William Clark Denison, 1928–2005

Pages 486-490 | Received 19 Sep 2009, Accepted 21 Sep 2009, Published online: 20 Jan 2017

William Clark Denison was born in Rochester, New York, on June 1, 1928, and died April 8, 2005, in Corvallis, Oregon, after a lengthy illness. He was the first of two children born to Glen Morris Denison and Rhoda Taylor Torrance Denison. Bill’s father was a high school administrator and principal of Charlotte High School, which Bill himself attended in grades 7–11. Bill’s mother was an avid naturalist, and her influence may well have turned Bill toward biological sciences and mycology. The family spent a number of summers in Chatauqua County in western New York, primarily in Chatauqua Gorge, where Bill’s mother operated a girls’ camp. During these periods Bill’s father served as registrar of “the Chatauqua” to supplement his meager depression-era salary as aPUBLIC employee.
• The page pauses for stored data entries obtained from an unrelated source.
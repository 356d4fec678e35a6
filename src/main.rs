use std::process::ExitCode;

use clap::Parser;
use photoverse_lib::cli::Cli;

#[tokio::main]
async fn main() -> ExitCode {
    // A missing .env is fine; the API key may come from the real environment.
    let _ = dotenvy::dotenv();

    let cli = Cli::parse();
    match photoverse_lib::run(cli).await {
        Ok(()) => ExitCode::SUCCESS,
        Err(err) => {
            eprintln!("Error: {err:#}");
            ExitCode::FAILURE
        }
    }
}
Throughout his early years Bill was an exceptional student, breezing through exams with little application or formal study. This facility left him time to pursue numerous interests: trombone; stamp collecting; wood-working; hiking and camping; making fireworks; and getting to know people of many cultures and disciplines. Bill was a skilled craftsman, and he worked one summer as a millwright’s assistant at Eastman Kodak, fabricating custom-designed gizmos deemed necessary for the war effort. Throughout Bill’s career his skill and ingenuity with tools and materials afforded him great pleasure and served him in good stead when it came to the manufacture of everything from rainfall collectors to field balances for weighing lichens.

During Bill’s sophomore year he attended summer school and as a consequence graduated from high school at the end of his junior year. Bill applied to Oberlin College, was accepted, and arrived there as a prospective physics major in fall 1945. He soon discovered that the physics labs were closed and locked when scheduled classes were not in session but that the biology laboratories were always open. He quickly shifted his major to biology and together with his roommate Robert Lichtwardt fell under the influence of George T. Jones, a broadly trained field biologist who encouraged the study of all manner of organisms, including fungi. Howard Bigelow and Francis Holmes were also protégés of this gifted educator.

In 1948 Bill was expelled from Oberlin for his marriage to Margaret Mellinger, in defiance of the dean of the college (at that time administrative approval was required for the marriage of Oberlin undergraduates). Bill and Margo promptly moved to Gary, Indiana, where Margo had secured a job at a settlement house in an African-American neighborhood. Bill was employed by Turtox as a biological preparator, triple-injecting dead cats with colored latex for anatomical study; later he collected pig embryos and tapeworms from the Chicago stockyards. In January 1949 the Oberlin Committee of Deans relented and let Bill return to school. Bill received a B.A. in 1950 and stayed on at Oberlin another two years to work with George Jones on the systematics of Scutellinia, a genus of operculate discomycetes.

After their return to Oberlin Bill and Margo signed on as nature counselors at a summer camp in the Catskills specializing in square dancing, folk singing (with Pete Seeger as a frequent visitor) and left-wing politics. Throughout the rest of his life Bill could call square dances on a moment’s notice; he did so at his retirement party, and the memorial celebration of his life concluded with a square dance.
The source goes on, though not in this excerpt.